A ragged colt may make a good horse.[128]
An untoward boy may grow up into a proper man. This may be understood either in a physical or a moral sense. "There is no colt but breaks some halter" (Italian),[129] otherwise it is good for nothing (French).[130] "Youth comes back from far" (French).[131] Do not despair of it as lost, though it runs a mad gallop; something of the sort is to be expected of all but those preternaturally sedate youths who are born, as the author of "Eothen" says, with a Chifney bit in their mouths from their mother's womb.
A man at five may be a fool at fifteen.
In the days when cock-fighting was a fashionable pastime, game chickens that crowed too soon or too often were condemned to the spit as of no promise or ability. "A lad," says Archbishop Whateley, "who has to a degree that excites wonder and admiration the character and demeanour of an intelligent man of mature years, will probably be that and nothing more all his life, and will cease accordingly to be anything remarkable, because it was the precocity alone that ever made him so. It is remarked by greyhound fanciers that a well-formed, compact-shaped puppy never makes a fleet dog. They see more promise in the loose-jointed, awkward, and clumsy ones. And even so there is a kind of crudity and unsettledness in the minds of those young persons who turn out ultimately the most eminent."
"Late fruit keeps well" (German).[132]
It is better to knit than to blossom.
Orchard trees may blossom fairly, yet bear no fruit.
It early pricks that will be a thorn.
Some indications of future character may be seen even in infancy.
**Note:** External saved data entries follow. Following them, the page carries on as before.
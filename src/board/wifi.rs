use std::ffi::c_void;
use std::net::Ipv4Addr;
use std::ptr;
use std::sync::Arc;

use anyhow::{anyhow, Result};
use embedded_svc::wifi::{AccessPointConfiguration, AuthMethod, ClientConfiguration, Configuration, Wifi};
use esp_idf_hal::modem::Modem;
use esp_idf_svc::eventloop::{EspSubscription, EspSystemEventLoop, System};
use esp_idf_svc::netif::IpEvent;
use esp_idf_svc::nvs::EspDefaultNvsPartition;
use esp_idf_svc::wifi::EspWifi;
use esp_idf_sys::{
    esp, esp_event_base_t, esp_event_handler_instance_register, esp_event_handler_instance_t,
    esp_event_handler_instance_unregister, wifi_event_sta_disconnected_t,
    wifi_event_t_WIFI_EVENT_STA_CONNECTED, wifi_event_t_WIFI_EVENT_STA_DISCONNECTED,
    ESP_EVENT_ANY_ID, WIFI_EVENT,
};
use log::info;

use crate::config::AP_MAX_CLIENTS;
use crate::connectivity::{AccessPoint, NetEvent, Radio, SignalWriter};
use crate::store::bounded;

/// Feeds driver events into the connection signal. The writer lives as long
/// as both registrations.
struct EventSubscription {
    _writer: Arc<SignalWriter>,
    wifi: esp_event_handler_instance_t,
    _ip: EspSubscription<'static, System>,
}

unsafe impl Send for EventSubscription {}

impl EventSubscription {
    fn register(sys_loop: &EspSystemEventLoop, writer: SignalWriter) -> Result<Self> {
        let writer = Arc::new(writer);

        // WifiEvent::StaDisconnected carries no reason code in esp-idf-svc
        // 0.47, so station events come straight from the IDF handler.
        let arg = Arc::as_ptr(&writer) as *mut c_void;
        let mut wifi: esp_event_handler_instance_t = ptr::null_mut();
        unsafe {
            esp!(esp_event_handler_instance_register(
                WIFI_EVENT,
                ESP_EVENT_ANY_ID,
                Some(on_wifi_event),
                arg,
                &mut wifi,
            ))?;
        }

        let ip_writer = writer.clone();
        let ip = sys_loop.subscribe(move |event: &IpEvent| {
            if let IpEvent::DhcpIpAssigned(assignment) = event {
                let ip = Ipv4Addr::from(assignment.ip_settings.ip.octets());
                ip_writer.apply(NetEvent::IpAcquired(ip));
            }
        })?;

        Ok(Self {
            _writer: writer,
            wifi,
            _ip: ip,
        })
    }
}

impl Drop for EventSubscription {
    fn drop(&mut self) {
        unsafe {
            esp_event_handler_instance_unregister(WIFI_EVENT, ESP_EVENT_ANY_ID, self.wifi);
        }
    }
}

unsafe extern "C" fn on_wifi_event(
    arg: *mut c_void,
    _base: esp_event_base_t,
    id: i32,
    data: *mut c_void,
) {
    let writer = &*(arg as *const SignalWriter);

    let event = if id == wifi_event_t_WIFI_EVENT_STA_CONNECTED as i32 {
        Some(NetEvent::StationConnected)
    } else if id == wifi_event_t_WIFI_EVENT_STA_DISCONNECTED as i32 && !data.is_null() {
        let info = &*(data as *const wifi_event_sta_disconnected_t);
        Some(NetEvent::StationDisconnected(info.reason))
    } else {
        None
    };

    if let Some(event) = event {
        writer.apply(event);
    }
}

pub struct EspRadio {
    wifi: Box<EspWifi<'static>>,
    client: ClientConfiguration,
    access_point: Option<AccessPointConfiguration>,
    _events: EventSubscription,
}

impl EspRadio {
    pub fn new(
        modem: Modem,
        sys_loop: EspSystemEventLoop,
        nvs: EspDefaultNvsPartition,
        writer: SignalWriter,
    ) -> Result<Self> {
        let events = EventSubscription::register(&sys_loop, writer)?;
        let wifi = Box::new(EspWifi::new(modem, sys_loop, Some(nvs))?);

        Ok(Self {
            wifi,
            client: ClientConfiguration::default(),
            access_point: None,
            _events: events,
        })
    }

    fn apply(&mut self) -> Result<()> {
        let configuration = match &self.access_point {
            Some(ap) => Configuration::Mixed(self.client.clone(), ap.clone()),
            None => Configuration::Client(self.client.clone()),
        };
        self.wifi.set_configuration(&configuration)?;

        if !self.wifi.is_started()? {
            info!("Starting Wifi...");
            self.wifi.start()?;
        }
        Ok(())
    }
}

impl Radio for EspRadio {
    fn configure_station(&mut self, ssid: &str, password: &str, auth: AuthMethod) -> Result<()> {
        self.client = ClientConfiguration {
            ssid: bounded(ssid).ok_or_else(|| anyhow!("ssid too long"))?,
            password: bounded(password).ok_or_else(|| anyhow!("password too long"))?,
            auth_method: auth,
            ..Default::default()
        };
        self.apply()
    }

    fn connect(&mut self) -> Result<()> {
        self.wifi.connect()?;
        Ok(())
    }

    fn disconnect(&mut self) -> Result<()> {
        self.wifi.disconnect()?;
        Ok(())
    }

    fn start_access_point(&mut self, ssid: &str, password: &str) -> Result<()> {
        let auth_method = if password.is_empty() {
            AuthMethod::None
        } else {
            AuthMethod::WPAWPA2Personal
        };
        self.access_point = Some(AccessPointConfiguration {
            ssid: bounded(ssid).ok_or_else(|| anyhow!("AP ssid too long"))?,
            password: bounded(password).ok_or_else(|| anyhow!("AP password too long"))?,
            auth_method,
            max_connections: AP_MAX_CLIENTS,
            channel: 1,
            ..Default::default()
        });
        self.apply()
    }

    fn scan(&mut self) -> Result<Vec<AccessPoint>> {
        info!("Scanning...");
        let found = self.wifi.scan()?;
        Ok(found
            .into_iter()
            .map(|ap| AccessPoint {
                ssid: ap.ssid,
                rssi: ap.signal_strength,
            })
            .collect())
    }
}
The child is father of the man.
Soon crooks the tree that good gambrel will be.
A gambrel (from the Italian gamba, a leg) is a crooked piece of wood, on which butchers hang the carcasses of beasts by the legs.
As the twig is bent the tree's inclined.
Best to bend while it is a twig.
It is not easy to straighten in the oak the crook that grew in the sapling.—Gaelic.
"What the colt learns in youth he continues in old age" (French).[133] "What youth learns, age does not forget" (Danish).[134]
Reckless youth maks ruefu' eild.—Scotch.